- Task directions: Begin at the line below that has "pub fn wrap(value: f32, dimension: f32, margin: f32)" and stop after the line that has "let wrapped = -margin". Please restate only those lines, word for word.
***
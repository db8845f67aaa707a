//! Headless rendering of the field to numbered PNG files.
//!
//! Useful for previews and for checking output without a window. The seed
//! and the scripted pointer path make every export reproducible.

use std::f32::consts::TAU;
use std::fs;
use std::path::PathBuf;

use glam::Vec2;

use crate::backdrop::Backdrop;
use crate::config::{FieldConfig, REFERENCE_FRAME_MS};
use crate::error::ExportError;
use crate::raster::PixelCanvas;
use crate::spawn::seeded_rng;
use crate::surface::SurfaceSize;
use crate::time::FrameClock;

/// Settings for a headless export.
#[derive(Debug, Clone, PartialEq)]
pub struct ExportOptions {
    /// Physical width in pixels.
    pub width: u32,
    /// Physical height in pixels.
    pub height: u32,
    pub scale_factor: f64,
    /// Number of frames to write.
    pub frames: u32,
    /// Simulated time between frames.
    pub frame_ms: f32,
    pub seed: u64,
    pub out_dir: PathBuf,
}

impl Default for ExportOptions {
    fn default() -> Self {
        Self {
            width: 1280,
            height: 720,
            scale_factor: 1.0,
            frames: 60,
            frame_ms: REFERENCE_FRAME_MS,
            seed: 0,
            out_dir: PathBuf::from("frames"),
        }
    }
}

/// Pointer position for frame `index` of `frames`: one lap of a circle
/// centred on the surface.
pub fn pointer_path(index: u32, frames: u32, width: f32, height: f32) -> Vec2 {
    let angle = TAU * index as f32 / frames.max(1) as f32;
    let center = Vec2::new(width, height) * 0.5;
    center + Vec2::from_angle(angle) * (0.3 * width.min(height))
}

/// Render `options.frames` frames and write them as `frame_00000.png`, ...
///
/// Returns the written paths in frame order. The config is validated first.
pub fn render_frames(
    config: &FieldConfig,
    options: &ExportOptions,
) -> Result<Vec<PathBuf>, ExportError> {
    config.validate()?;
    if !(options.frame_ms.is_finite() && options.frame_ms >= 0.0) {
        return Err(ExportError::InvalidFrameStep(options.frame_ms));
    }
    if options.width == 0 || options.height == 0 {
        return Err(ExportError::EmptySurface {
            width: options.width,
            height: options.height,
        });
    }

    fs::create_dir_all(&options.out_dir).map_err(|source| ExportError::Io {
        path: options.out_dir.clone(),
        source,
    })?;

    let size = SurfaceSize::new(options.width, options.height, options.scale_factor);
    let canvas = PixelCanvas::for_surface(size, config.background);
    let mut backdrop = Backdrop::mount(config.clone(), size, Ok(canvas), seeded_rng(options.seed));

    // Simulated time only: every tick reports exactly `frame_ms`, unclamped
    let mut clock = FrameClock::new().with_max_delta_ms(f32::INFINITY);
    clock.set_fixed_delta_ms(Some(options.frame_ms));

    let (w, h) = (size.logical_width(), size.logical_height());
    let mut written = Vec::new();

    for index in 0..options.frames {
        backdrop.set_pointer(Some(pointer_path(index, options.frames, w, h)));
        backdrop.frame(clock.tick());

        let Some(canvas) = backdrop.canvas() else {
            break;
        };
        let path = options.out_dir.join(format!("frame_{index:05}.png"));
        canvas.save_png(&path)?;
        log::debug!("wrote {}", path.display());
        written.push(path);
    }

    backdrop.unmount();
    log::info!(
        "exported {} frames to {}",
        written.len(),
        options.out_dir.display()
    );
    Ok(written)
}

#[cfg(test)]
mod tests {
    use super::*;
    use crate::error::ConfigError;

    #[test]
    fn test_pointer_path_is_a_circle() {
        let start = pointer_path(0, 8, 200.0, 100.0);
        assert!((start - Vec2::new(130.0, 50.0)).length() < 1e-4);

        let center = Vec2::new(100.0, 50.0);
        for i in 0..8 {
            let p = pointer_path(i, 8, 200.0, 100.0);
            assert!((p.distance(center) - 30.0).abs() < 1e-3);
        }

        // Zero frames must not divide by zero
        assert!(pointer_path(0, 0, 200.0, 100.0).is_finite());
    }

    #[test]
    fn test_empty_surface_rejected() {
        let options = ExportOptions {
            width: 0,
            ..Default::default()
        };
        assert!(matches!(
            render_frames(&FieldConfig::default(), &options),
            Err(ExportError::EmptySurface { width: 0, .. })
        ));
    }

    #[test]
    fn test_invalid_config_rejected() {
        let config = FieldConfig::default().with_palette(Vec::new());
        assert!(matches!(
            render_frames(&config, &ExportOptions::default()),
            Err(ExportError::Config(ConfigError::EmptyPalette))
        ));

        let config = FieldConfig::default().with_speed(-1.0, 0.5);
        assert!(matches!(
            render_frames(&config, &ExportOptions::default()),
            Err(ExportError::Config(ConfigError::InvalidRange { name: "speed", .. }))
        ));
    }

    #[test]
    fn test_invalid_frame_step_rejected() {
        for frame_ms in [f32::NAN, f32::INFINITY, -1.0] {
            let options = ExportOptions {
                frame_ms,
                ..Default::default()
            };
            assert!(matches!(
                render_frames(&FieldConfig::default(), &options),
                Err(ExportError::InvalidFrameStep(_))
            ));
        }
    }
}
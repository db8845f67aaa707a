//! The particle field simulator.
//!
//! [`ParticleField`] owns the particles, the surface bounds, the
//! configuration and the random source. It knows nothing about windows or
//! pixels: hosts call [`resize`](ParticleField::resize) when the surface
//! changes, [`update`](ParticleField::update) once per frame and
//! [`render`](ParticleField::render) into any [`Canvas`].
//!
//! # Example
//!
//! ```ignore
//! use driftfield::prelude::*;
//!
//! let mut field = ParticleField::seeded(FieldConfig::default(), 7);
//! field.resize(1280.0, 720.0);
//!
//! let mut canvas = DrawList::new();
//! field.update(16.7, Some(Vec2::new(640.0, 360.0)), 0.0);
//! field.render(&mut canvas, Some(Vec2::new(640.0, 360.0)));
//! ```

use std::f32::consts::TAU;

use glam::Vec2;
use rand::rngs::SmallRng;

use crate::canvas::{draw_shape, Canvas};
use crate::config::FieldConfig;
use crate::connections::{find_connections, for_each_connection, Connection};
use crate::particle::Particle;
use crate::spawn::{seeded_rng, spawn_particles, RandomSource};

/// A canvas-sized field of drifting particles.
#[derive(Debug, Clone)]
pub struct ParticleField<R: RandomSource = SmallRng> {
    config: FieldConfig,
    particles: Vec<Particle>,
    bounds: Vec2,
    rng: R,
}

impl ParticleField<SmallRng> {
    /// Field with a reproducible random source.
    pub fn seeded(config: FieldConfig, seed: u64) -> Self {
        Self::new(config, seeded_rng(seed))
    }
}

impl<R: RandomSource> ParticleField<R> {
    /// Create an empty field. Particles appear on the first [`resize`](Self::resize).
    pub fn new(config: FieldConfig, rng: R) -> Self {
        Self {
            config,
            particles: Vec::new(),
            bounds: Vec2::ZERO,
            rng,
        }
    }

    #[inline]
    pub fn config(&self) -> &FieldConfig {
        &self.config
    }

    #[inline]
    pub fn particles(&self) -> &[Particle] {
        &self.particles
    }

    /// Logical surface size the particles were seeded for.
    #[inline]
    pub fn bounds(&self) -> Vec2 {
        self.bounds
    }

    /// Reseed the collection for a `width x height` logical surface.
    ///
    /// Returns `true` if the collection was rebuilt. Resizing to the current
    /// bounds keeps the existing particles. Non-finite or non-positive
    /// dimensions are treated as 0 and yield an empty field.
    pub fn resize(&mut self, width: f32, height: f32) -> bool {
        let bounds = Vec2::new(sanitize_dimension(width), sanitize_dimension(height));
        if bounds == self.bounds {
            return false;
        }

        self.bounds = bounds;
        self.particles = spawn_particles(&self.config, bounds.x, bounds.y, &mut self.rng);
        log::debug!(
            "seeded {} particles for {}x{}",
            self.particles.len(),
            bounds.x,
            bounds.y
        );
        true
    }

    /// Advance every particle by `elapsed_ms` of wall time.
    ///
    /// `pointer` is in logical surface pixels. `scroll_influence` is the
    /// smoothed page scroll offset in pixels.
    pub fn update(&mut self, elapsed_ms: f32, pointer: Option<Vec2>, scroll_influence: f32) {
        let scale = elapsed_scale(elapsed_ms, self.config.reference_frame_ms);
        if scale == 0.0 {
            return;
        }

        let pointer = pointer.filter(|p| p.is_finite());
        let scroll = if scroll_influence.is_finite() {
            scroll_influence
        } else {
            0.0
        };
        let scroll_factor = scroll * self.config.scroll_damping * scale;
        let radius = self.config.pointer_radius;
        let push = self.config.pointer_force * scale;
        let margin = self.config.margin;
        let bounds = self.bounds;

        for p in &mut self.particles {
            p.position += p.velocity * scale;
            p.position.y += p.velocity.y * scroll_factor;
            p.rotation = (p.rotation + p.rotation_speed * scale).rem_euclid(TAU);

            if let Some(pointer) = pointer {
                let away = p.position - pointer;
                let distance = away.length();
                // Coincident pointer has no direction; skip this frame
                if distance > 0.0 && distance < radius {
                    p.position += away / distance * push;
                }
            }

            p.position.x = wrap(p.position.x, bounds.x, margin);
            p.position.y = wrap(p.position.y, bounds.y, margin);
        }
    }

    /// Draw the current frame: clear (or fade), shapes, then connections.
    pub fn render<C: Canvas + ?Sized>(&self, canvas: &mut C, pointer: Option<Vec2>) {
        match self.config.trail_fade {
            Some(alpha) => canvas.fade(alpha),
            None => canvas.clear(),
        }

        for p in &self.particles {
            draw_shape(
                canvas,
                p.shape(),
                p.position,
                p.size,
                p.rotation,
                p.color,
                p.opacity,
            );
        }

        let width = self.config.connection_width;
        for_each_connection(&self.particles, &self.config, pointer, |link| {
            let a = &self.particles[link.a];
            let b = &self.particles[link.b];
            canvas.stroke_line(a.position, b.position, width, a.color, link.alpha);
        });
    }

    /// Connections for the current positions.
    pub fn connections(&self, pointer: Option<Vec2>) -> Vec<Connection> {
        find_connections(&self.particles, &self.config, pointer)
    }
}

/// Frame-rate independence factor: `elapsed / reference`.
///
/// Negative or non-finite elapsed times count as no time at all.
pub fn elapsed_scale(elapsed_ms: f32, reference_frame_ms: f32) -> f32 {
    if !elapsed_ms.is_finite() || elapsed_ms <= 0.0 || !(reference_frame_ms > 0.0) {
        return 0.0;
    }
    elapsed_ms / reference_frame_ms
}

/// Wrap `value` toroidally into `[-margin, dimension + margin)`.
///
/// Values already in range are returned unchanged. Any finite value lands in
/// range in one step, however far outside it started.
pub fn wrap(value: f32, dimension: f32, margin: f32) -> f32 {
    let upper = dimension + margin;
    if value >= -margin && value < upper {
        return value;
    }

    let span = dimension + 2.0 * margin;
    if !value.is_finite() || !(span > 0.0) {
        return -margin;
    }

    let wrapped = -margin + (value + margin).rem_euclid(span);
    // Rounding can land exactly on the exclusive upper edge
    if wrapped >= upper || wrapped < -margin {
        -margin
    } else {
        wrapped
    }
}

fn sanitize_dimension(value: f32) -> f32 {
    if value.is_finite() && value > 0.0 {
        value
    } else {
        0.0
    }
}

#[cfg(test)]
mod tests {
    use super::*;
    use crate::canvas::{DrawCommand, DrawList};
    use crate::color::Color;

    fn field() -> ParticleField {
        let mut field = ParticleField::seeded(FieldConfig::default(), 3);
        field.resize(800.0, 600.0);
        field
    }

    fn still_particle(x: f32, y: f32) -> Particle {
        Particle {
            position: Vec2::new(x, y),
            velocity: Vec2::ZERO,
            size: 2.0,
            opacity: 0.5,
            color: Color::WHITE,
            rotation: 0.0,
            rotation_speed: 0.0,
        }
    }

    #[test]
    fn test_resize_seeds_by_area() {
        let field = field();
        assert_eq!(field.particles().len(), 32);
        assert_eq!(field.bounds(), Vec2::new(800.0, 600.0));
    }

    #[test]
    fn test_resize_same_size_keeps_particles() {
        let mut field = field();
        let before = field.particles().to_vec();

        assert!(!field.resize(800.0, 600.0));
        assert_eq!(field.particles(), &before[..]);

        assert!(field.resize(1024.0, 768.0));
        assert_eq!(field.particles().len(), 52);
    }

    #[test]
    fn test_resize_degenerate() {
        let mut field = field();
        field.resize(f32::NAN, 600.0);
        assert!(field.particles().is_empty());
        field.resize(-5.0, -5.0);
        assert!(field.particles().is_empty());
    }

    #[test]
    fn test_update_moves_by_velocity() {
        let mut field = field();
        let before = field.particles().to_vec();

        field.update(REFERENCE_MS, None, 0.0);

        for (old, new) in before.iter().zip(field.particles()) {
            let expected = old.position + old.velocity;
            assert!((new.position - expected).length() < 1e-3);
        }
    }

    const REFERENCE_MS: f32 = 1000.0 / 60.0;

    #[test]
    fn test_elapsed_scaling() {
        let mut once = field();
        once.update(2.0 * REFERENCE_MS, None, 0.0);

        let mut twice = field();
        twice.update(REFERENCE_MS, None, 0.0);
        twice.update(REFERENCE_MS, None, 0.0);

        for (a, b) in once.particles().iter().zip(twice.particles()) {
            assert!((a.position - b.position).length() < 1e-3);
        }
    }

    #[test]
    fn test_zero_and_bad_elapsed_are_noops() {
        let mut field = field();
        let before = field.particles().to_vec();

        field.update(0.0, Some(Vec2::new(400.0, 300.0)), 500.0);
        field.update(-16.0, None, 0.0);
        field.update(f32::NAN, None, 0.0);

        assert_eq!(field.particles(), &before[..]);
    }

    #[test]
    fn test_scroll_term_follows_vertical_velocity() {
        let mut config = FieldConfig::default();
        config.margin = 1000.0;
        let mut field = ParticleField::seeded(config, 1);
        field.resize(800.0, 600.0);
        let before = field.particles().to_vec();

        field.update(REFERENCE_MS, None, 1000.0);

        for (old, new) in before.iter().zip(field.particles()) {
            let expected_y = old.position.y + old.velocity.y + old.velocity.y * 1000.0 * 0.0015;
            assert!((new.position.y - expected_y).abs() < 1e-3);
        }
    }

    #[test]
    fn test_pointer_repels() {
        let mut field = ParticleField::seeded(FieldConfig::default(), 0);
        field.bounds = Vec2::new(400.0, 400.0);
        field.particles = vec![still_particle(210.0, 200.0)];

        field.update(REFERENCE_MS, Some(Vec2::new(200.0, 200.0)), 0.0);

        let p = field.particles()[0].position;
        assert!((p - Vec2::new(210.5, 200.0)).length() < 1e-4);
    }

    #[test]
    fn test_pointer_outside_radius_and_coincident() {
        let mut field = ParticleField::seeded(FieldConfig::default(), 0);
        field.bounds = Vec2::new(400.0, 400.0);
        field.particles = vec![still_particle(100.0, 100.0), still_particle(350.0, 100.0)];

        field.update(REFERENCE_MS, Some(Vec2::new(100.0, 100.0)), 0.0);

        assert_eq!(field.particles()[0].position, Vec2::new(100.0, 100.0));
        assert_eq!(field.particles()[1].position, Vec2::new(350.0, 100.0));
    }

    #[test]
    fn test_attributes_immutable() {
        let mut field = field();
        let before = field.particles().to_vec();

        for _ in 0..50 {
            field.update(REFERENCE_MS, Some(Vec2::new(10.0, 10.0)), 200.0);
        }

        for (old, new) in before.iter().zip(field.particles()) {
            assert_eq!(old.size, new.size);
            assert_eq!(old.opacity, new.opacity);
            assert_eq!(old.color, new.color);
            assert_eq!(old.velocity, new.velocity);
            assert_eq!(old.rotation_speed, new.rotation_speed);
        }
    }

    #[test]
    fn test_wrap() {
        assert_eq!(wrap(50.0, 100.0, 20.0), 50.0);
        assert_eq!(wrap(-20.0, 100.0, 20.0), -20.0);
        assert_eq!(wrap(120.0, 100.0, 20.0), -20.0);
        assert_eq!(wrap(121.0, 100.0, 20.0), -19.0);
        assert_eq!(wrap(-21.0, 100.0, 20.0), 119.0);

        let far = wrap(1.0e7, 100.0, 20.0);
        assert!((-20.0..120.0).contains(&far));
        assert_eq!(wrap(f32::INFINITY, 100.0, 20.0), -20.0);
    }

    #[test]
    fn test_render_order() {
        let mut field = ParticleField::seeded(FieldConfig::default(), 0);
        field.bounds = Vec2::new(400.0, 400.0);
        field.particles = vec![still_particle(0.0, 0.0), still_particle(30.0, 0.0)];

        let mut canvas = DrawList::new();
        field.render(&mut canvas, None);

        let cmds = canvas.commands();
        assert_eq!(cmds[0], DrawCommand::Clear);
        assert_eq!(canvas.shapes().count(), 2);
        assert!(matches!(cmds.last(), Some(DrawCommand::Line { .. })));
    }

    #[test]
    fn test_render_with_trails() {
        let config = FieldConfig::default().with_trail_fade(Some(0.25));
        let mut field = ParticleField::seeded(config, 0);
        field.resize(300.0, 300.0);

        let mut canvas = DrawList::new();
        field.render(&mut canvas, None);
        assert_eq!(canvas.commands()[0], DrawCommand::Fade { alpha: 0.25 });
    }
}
***
- Solved exercise:
pub fn wrap(value: f32, dimension: f32, margin: f32) -> f32 {
    let upper = dimension + margin;
    if value >= -margin && value < upper {
        return value;
    }

    let span = dimension + 2.0 * margin;
    if !value.is_finite() || !(span > 0.0) {
        return -margin;
    }

    let wrapped = -margin + (value + margin).rem_euclid(span);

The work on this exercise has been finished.